The 84th Division headquarters arrived at the Port of Hoboken, New Jersey, aboard the USS Wilhelmina on 19 January 1919 after four months of overseas service and was demobilized on 26 July 1919 at Camp Zachary Taylor, Kentucky. It was reconstituted in the Organized Reserve on 24 June 1921, allotted to the Fifth Corps Area, and assigned to the XV Corps. The division was further allotted to Indiana as its home area. The division headquarters was organized on 6 September 1921 at room 408 in the Federal Building in Indianapolis. The headquarters was relocated in August 1922 to 24 East Michigan Street and moved again in 1928 to the Meridian Life Building. The headquarters was moved twice more before World War II: first to the Chamber of Commerce Building in 1933; and finally back to the Federal Building in 1937. It remained there until activated for World War II.

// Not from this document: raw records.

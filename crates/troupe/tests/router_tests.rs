//! Router actors over pools of child routees

mod common;

use common::{test_stage, WAIT};
use std::collections::{HashMap, HashSet};
use std::thread;
use troupe::{
    Actor, ActorError, ActorRef, ActorResult, Address, CompletesEventually, Context, Definition,
    RandomRouting, RoundRobinRouting, Router, RouterSpecification, RoutingStrategy,
};

const ROUTEES: usize = 3;
const CLIENTS: usize = 3;
const ROUNDS: usize = 10;

enum WorkerProtocol {
    Which(CompletesEventually<Address>),
}

/// Routee answering with its own address
struct Worker;

impl Actor for Worker {
    type Protocol = WorkerProtocol;

    fn receive(&mut self, message: WorkerProtocol, ctx: &mut Context<'_, Self>) -> ActorResult<()> {
        match message {
            WorkerProtocol::Which(reply) => {
                reply.with(ctx.address().clone());
            }
        }
        Ok(())
    }
}

enum RouterProtocol {
    Query(CompletesEventually<Address>),
}

/// Owns a router over `pool_size` workers created at start
struct Pool<S> {
    pool_size: usize,
    strategy: fn() -> S,
    router: Option<Router<WorkerProtocol>>,
}

impl<S> Pool<S> {
    fn new(pool_size: usize, strategy: fn() -> S) -> Self {
        Self {
            pool_size,
            strategy,
            router: None,
        }
    }
}

fn seeded_random() -> RandomRouting {
    RandomRouting::with_seed(7)
}

impl<S> Actor for Pool<S>
where
    S: RoutingStrategy<WorkerProtocol> + 'static,
{
    type Protocol = RouterProtocol;

    fn before_start(&mut self, ctx: &mut Context<'_, Self>) -> ActorResult<()> {
        let specification = RouterSpecification::new(self.pool_size, Definition::new(|| Worker));
        self.router = Some(specification.build(ctx, (self.strategy)())?);
        Ok(())
    }

    fn receive(&mut self, message: RouterProtocol, ctx: &mut Context<'_, Self>) -> ActorResult<()> {
        let Some(router) = self.router.as_mut() else {
            return Err(ActorError::NoRoutees);
        };
        match message {
            RouterProtocol::Query(reply) => {
                if let Err(err) = router.route_query_with(reply, WorkerProtocol::Which) {
                    ctx.logger().debug(&format!("query not routed: {err}"));
                }
            }
        }
        Ok(())
    }
}

fn query(router: &ActorRef<RouterProtocol>) -> ActorResult<Address> {
    router.ask(RouterProtocol::Query)?.outcome_within(WAIT)
}

fn assert_rounds_cover_every_routee(answers: &[Address]) {
    for round in answers.chunks(ROUTEES) {
        let distinct: HashSet<_> = round.iter().collect();
        assert_eq!(distinct.len(), ROUTEES, "round {round:?} repeated a routee");
    }
}

#[test]
fn test_round_robin_pool_answers_each_round_once_per_routee() {
    let stage = test_stage("round-robin");
    let router = stage
        .create(Definition::new(|| Pool::new(ROUTEES, RoundRobinRouting::new)))
        .unwrap();

    let answers: Vec<_> = (0..ROUTEES * ROUNDS)
        .map(|_| query(&router).unwrap())
        .collect();

    assert_rounds_cover_every_routee(&answers);
    // routees are children of the router actor
    let distinct: HashSet<_> = answers.iter().collect();
    for address in distinct {
        assert!(stage.actor_of::<WorkerProtocol>(address).is_some());
    }
    stage.stop();
}

#[test]
fn test_random_pool_draws_without_replacement() {
    let stage = test_stage("random");
    let router = stage
        .create(Definition::new(|| Pool::new(ROUTEES, seeded_random)))
        .unwrap();

    let answers: Vec<_> = (0..ROUTEES * ROUNDS)
        .map(|_| query(&router).unwrap())
        .collect();

    assert_rounds_cover_every_routee(&answers);
    stage.stop();
}

#[test]
fn test_concurrent_clients_spread_evenly() {
    let stage = test_stage("clients");
    let router = stage
        .create(Definition::new(|| Pool::new(ROUTEES, RoundRobinRouting::new)))
        .unwrap();

    let clients: Vec<_> = (0..CLIENTS)
        .map(|_| {
            let router = router.clone();
            thread::spawn(move || {
                (0..ROUNDS)
                    .map(|_| query(&router).unwrap())
                    .collect::<Vec<_>>()
            })
        })
        .collect();

    let mut per_routee: HashMap<Address, usize> = HashMap::new();
    for client in clients {
        for address in client.join().unwrap() {
            *per_routee.entry(address).or_default() += 1;
        }
    }

    assert_eq!(per_routee.len(), ROUTEES);
    assert!(per_routee.values().all(|count| *count == CLIENTS * ROUNDS / ROUTEES));
    stage.stop();
}

#[test]
fn test_empty_pool_fails_queries() {
    let stage = test_stage("empty-pool");
    let router = stage
        .create(Definition::new(|| Pool::new(0, RoundRobinRouting::new)))
        .unwrap();

    assert!(matches!(query(&router), Err(ActorError::NoRoutees)));
    stage.stop();
}
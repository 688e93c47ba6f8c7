//! PostgreSQL target writer.
//!
//! Each table write session holds one pooled connection. Rows are streamed
//! into a session-local temp table with text COPY; commit swaps them into the
//! destination table in a single transaction (create if needed, truncate,
//! insert). Until then the destination is untouched.

use async_trait::async_trait;
use bytes::Bytes;
use deadpool_postgres::{Object, Pool};
use futures::SinkExt;
use tracing::{debug, info, warn};

use crate::config::TargetConfig;
use crate::core::{
    SqlValue, TableIdentity, TableWriteSession, TargetRow, TargetSchema, TargetType, TargetWriter,
};
use crate::drivers::common::{connect_pool, qualify_table, quote_ident, PgEndpoint};
use crate::error::{MigrateError, Result};

/// PostgreSQL target writer implementation.
pub struct PostgresWriter {
    pool: Pool,
}

impl PostgresWriter {
    /// Create a new PostgreSQL writer from configuration.
    pub async fn new(config: &TargetConfig, max_conns: usize) -> Result<Self> {
        let pool = connect_pool(&PgEndpoint::from(config), max_conns, "target").await?;
        Ok(Self { pool })
    }

    async fn client(&self, what: &str) -> Result<Object> {
        self.pool
            .get()
            .await
            .map_err(|e| MigrateError::pool(e, format!("getting connection for {}", what)))
    }
}

#[async_trait]
impl TargetWriter for PostgresWriter {
    async fn begin(
        &self,
        table: &TableIdentity,
        schema: &TargetSchema,
    ) -> Result<Box<dyn TableWriteSession>> {
        let client = self.client("begin").await?;
        let staging = staging_name(table);

        let ddl = format!(
            "DROP TABLE IF EXISTS {staging}; CREATE TEMP TABLE {staging} ({})",
            column_defs(schema, false),
            staging = quote_ident(&staging)
        );
        client
            .batch_execute(&ddl)
            .await
            .map_err(|e| MigrateError::sink(table, format!("creating staging table: {}", e)))?;

        debug!("{}: staging rows in {}", table, staging);
        Ok(Box::new(PostgresWriteSession {
            client,
            table: table.clone(),
            schema: schema.clone(),
            staging,
            staged: 0,
        }))
    }

    async fn row_count(&self, table: &TableIdentity) -> Result<Option<i64>> {
        let client = self.client("row_count").await?;

        let exists = client
            .query_opt(
                "SELECT 1 FROM information_schema.tables WHERE table_schema = $1 AND table_name = $2",
                &[&table.dataset, &table.table],
            )
            .await?
            .is_some();
        if !exists {
            return Ok(None);
        }

        let query = format!(
            "SELECT COUNT(*)::int8 FROM {}",
            qualify_table(&table.dataset, &table.table)
        );
        let row = client.query_one(&query, &[]).await?;
        Ok(Some(row.get::<_, i64>(0)))
    }

    async fn test_connection(&self) -> Result<()> {
        let client = self.client("test_connection").await?;
        client.simple_query("SELECT 1").await?;
        Ok(())
    }

    fn kind(&self) -> &str {
        "postgres"
    }
}

/// Staged write of one table.
struct PostgresWriteSession {
    client: Object,
    table: TableIdentity,
    schema: TargetSchema,
    staging: String,
    staged: u64,
}

impl PostgresWriteSession {
    fn column_list(&self) -> String {
        self.schema
            .fields
            .iter()
            .map(|f| quote_ident(&f.name))
            .collect::<Vec<_>>()
            .join(", ")
    }

    async fn publish(&mut self) -> Result<u64> {
        let target = qualify_table(&self.table.dataset, &self.table.table);
        let cols = self.column_list();

        let tx = self.client.transaction().await?;
        tx.batch_execute(&format!(
            "CREATE SCHEMA IF NOT EXISTS {}",
            quote_ident(&self.table.dataset)
        ))
        .await?;
        tx.batch_execute(&format!(
            "CREATE TABLE IF NOT EXISTS {} ({})",
            target,
            column_defs(&self.schema, true)
        ))
        .await?;
        tx.batch_execute(&format!("TRUNCATE TABLE {}", target))
            .await?;
        let inserted = tx
            .execute(
                &format!(
                    "INSERT INTO {} ({}) SELECT {} FROM {}",
                    target,
                    cols,
                    cols,
                    quote_ident(&self.staging)
                ),
                &[],
            )
            .await?;
        tx.commit().await?;
        Ok(inserted)
    }

    async fn drop_staging(&self) {
        let sql = format!("DROP TABLE IF EXISTS {}", quote_ident(&self.staging));
        if let Err(e) = self.client.batch_execute(&sql).await {
            warn!("{}: failed to drop staging table: {}", self.table, e);
        }
    }
}

#[async_trait]
impl TableWriteSession for PostgresWriteSession {
    async fn write(&mut self, rows: Vec<TargetRow>) -> Result<()> {
        if rows.is_empty() {
            return Ok(());
        }

        let copy_sql = format!(
            "COPY {} ({}) FROM STDIN",
            quote_ident(&self.staging),
            self.column_list()
        );
        let sink = self
            .client
            .copy_in(&copy_sql)
            .await
            .map_err(|e| MigrateError::sink(&self.table, format!("COPY init: {}", e)))?;

        let mut buf = String::with_capacity(rows.len() * 128);
        for row in &rows {
            encode_copy_row(&mut buf, &row.values);
        }

        tokio::pin!(sink);
        sink.send(Bytes::from(buf))
            .await
            .map_err(|e| MigrateError::sink(&self.table, format!("COPY send: {}", e)))?;
        sink.finish()
            .await
            .map_err(|e| MigrateError::sink(&self.table, format!("COPY finish: {}", e)))?;

        self.staged += rows.len() as u64;
        Ok(())
    }

    async fn commit(self: Box<Self>) -> Result<u64> {
        let mut this = self;
        let result = this.publish().await;
        this.drop_staging().await;
        let written = result.map_err(|e| MigrateError::sink(&this.table, e))?;
        if written != this.staged {
            warn!(
                "{}: staged {} rows but published {}",
                this.table, this.staged, written
            );
        }
        info!("{}: replaced destination contents ({} rows)", this.table, written);
        Ok(written)
    }

    async fn abort(self: Box<Self>) -> Result<()> {
        self.drop_staging().await;
        debug!("{}: discarded {} staged rows", self.table, self.staged);
        Ok(())
    }
}

/// Temp table name for a destination table.
fn staging_name(table: &TableIdentity) -> String {
    format!("_dlp_staging_{}", table.table)
}

/// Column definitions for CREATE TABLE.
fn column_defs(schema: &TargetSchema, with_nullability: bool) -> String {
    schema
        .fields
        .iter()
        .map(|f| {
            let null = if with_nullability && !f.nullable {
                " NOT NULL"
            } else {
                ""
            };
            format!("{} {}{}", quote_ident(&f.name), pg_type(f.field_type), null)
        })
        .collect::<Vec<_>>()
        .join(", ")
}

/// PostgreSQL column type for a warehouse type.
fn pg_type(t: TargetType) -> &'static str {
    match t {
        TargetType::String => "text",
        TargetType::Int64 => "bigint",
        TargetType::Float64 => "double precision",
        TargetType::Numeric => "numeric",
        TargetType::Bool => "boolean",
        TargetType::Bytes => "bytea",
        TargetType::Date => "date",
        TargetType::Time => "time",
        TargetType::Datetime => "timestamp",
        TargetType::Timestamp => "timestamptz",
    }
}

/// Append one row in COPY text format.
fn encode_copy_row(buf: &mut String, values: &[SqlValue]) {
    for (i, value) in values.iter().enumerate() {
        if i > 0 {
            buf.push('\t');
        }
        buf.push_str(&value_to_text(value));
    }
    buf.push('\n');
}

/// Convert SqlValue to text for COPY.
fn value_to_text(value: &SqlValue) -> String {
    match value {
        SqlValue::Null => "\\N".to_string(),
        SqlValue::Bool(b) => if *b { "t" } else { "f" }.to_string(),
        SqlValue::I16(i) => i.to_string(),
        SqlValue::I32(i) => i.to_string(),
        SqlValue::I64(i) => i.to_string(),
        SqlValue::F32(f) => f.to_string(),
        SqlValue::F64(f) => f.to_string(),
        SqlValue::Text(s) => escape_copy_text(s),
        SqlValue::Bytes(b) => format!("\\\\x{}", hex::encode(b)),
        SqlValue::Uuid(u) => u.to_string(),
        SqlValue::Decimal(d) => d.to_string(),
        SqlValue::DateTime(dt) => dt.format("%Y-%m-%d %H:%M:%S%.f").to_string(),
        SqlValue::DateTimeOffset(dto) => dto.format("%Y-%m-%d %H:%M:%S%.f%:z").to_string(),
        SqlValue::Date(d) => d.format("%Y-%m-%d").to_string(),
        SqlValue::Time(t) => t.format("%H:%M:%S%.f").to_string(),
    }
}

/// Escape text for PostgreSQL COPY.
fn escape_copy_text(s: &str) -> String {
    let mut result = String::with_capacity(s.len());
    for c in s.chars() {
        match c {
            '\\' => result.push_str("\\\\"),
            '\t' => result.push_str("\\t"),
            '\n' => result.push_str("\\n"),
            '\r' => result.push_str("\\r"),
            _ => result.push(c),
        }
    }
    result
}

#[cfg(test)]
mod tests {
    use super::*;
    use crate::core::TargetField;

    #[test]
    fn test_escape_copy_text() {
        assert_eq!(escape_copy_text("hello"), "hello");
        assert_eq!(escape_copy_text("tab\there"), "tab\\there");
        assert_eq!(escape_copy_text("new\nline"), "new\\nline");
        assert_eq!(escape_copy_text("back\\slash"), "back\\\\slash");
    }

    #[test]
    fn test_encode_copy_row() {
        let mut buf = String::new();
        encode_copy_row(
            &mut buf,
            &[
                SqlValue::I64(1),
                SqlValue::Null,
                SqlValue::from("a\tb"),
                SqlValue::Bytes(vec![0xab]),
                SqlValue::Bool(false),
            ],
        );
        assert_eq!(buf, "1\t\\N\ta\\tb\t\\\\xab\tf\n");
    }

    #[test]
    fn test_column_defs() {
        let schema = TargetSchema {
            fields: vec![
                TargetField {
                    name: "id".into(),
                    source_column: "id".into(),
                    field_type: TargetType::Int64,
                    nullable: false,
                },
                TargetField {
                    name: "ssn".into(),
                    source_column: "ssn".into(),
                    field_type: TargetType::String,
                    nullable: true,
                },
            ],
        };
        assert_eq!(
            column_defs(&schema, true),
            "\"id\" bigint NOT NULL, \"ssn\" text"
        );
        assert_eq!(column_defs(&schema, false), "\"id\" bigint, \"ssn\" text");
    }

    #[test]
    fn test_staging_name() {
        assert_eq!(
            staging_name(&TableIdentity::new("ds", "customers")),
            "_dlp_staging_customers"
        );
    }
}
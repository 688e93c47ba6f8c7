//! Driver implementations of the source and target traits.
//!
//! - [`postgres`]: PostgreSQL reader and writer
//! - [`jsonl`]: JSON-lines file writer
//! - [`memory`]: in-memory reader and writer for tests and dry runs
//! - [`common`]: shared utilities (TLS, connection pools)
//!
//! [`source_from_config`] and [`target_from_config`] pick the driver named by
//! the configuration's `type` field.

use std::sync::Arc;

use crate::config::{is_postgres_type, Config};
use crate::core::{SourceReader, TargetWriter};
use crate::error::{MigrateError, Result};

pub mod common;
pub mod jsonl;
pub mod memory;
pub mod postgres;

pub use common::{SslMode, TlsBuilder};
pub use jsonl::JsonlWriter;
pub use memory::{MemoryReader, MemoryWriter};
pub use postgres::{PostgresReader, PostgresWriter};

/// Create the source reader named by `source.type`.
pub async fn source_from_config(config: &Config) -> Result<Arc<dyn SourceReader>> {
    let max_conns = config.migration.get_max_source_connections();
    match config.source.r#type.to_lowercase().as_str() {
        kind if is_postgres_type(kind) => Ok(Arc::new(
            PostgresReader::new(&config.source, max_conns).await?,
        )),
        other => Err(MigrateError::Config(format!(
            "Unknown source type: '{}'. Supported types: postgres",
            other
        ))),
    }
}

/// Create the target writer named by `target.type`.
pub async fn target_from_config(config: &Config) -> Result<Arc<dyn TargetWriter>> {
    let max_conns = config.migration.get_max_target_connections();
    match config.target.r#type.to_lowercase().as_str() {
        kind if is_postgres_type(kind) => Ok(Arc::new(
            PostgresWriter::new(&config.target, max_conns).await?,
        )),
        "jsonl" => {
            let dir = config.target.output_dir.as_ref().ok_or_else(|| {
                MigrateError::Config("target.output_dir is required for jsonl".into())
            })?;
            Ok(Arc::new(JsonlWriter::new(dir)))
        }
        other => Err(MigrateError::Config(format!(
            "Unknown target type: '{}'. Supported types: postgres, jsonl",
            other
        ))),
    }
}

#[cfg(test)]
mod tests {
    use super::*;

    fn config(target: &str) -> Config {
        let yaml = format!(
            r#"
source:
  type: oracle
  host: h
  database: d
  user: u
target:
  type: {}
  dataset: analytics
  output_dir: /tmp/out
dlp:
  key: k
  policy:
    bucket: /etc/dlp
    object: policy.yaml
"#,
            target
        );
        serde_yaml::from_str(&yaml).unwrap()
    }

    #[tokio::test]
    async fn test_unknown_source_type_is_config_error() {
        let err = source_from_config(&config("jsonl")).await.err().unwrap();
        assert!(matches!(err, MigrateError::Config(_)));
        assert!(err.to_string().contains("oracle"));
    }

    #[tokio::test]
    async fn test_jsonl_target() {
        let writer = target_from_config(&config("jsonl")).await.unwrap();
        assert_eq!(writer.kind(), "jsonl");
    }

    #[tokio::test]
    async fn test_unknown_target_type_is_config_error() {
        let err = target_from_config(&config("bigquery")).await.err().unwrap();
        assert!(matches!(err, MigrateError::Config(_)));
    }
}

Though the designated mobilization and training station for the division was Camp Knox, Kentucky, and some of the division's training occurred there, much of the training activities for the division headquarters and its subordinate units transpired in other locations as well. For example, the headquarters occasionally trained with the staff of the 10th Infantry Brigade, 5th Division, at Fort Benjamin Harrison, Indiana. The infantry regiments of the division held their summer training primarily with the units of the 10th Infantry Brigade at Fort Thomas, Kentucky, or Fort Benjamin Harrison, but some years they went to Camp Knox. For some years, the 167th and 168th Infantry Brigades and their subordinate units conducted camp at the Culver Military Academy in Culver, Indiana. Other units, such as the special troops, artillery, engineers, aviation, medical, and quartermaster trained at various posts in the Fifth Corps Area, usually with similar active units of the 5th Division. For example, the division's artillery trained with the 5th Division artillery units stationed at Camp Knox; the 309th Engineer Regiment usually trained at Fort Benjamin Harrison; the 309th Medical Regiment trained at Camp Knox; and the 309th Observation Squadron trained with the 88th Observation Squadron at Wright Field, Ohio. In addition to the unit training camps, the infantry regiments of the division rotated responsibility for conducting the infantry Citizens Military Training Camps held at Fort Thomas and Camp Knox each year.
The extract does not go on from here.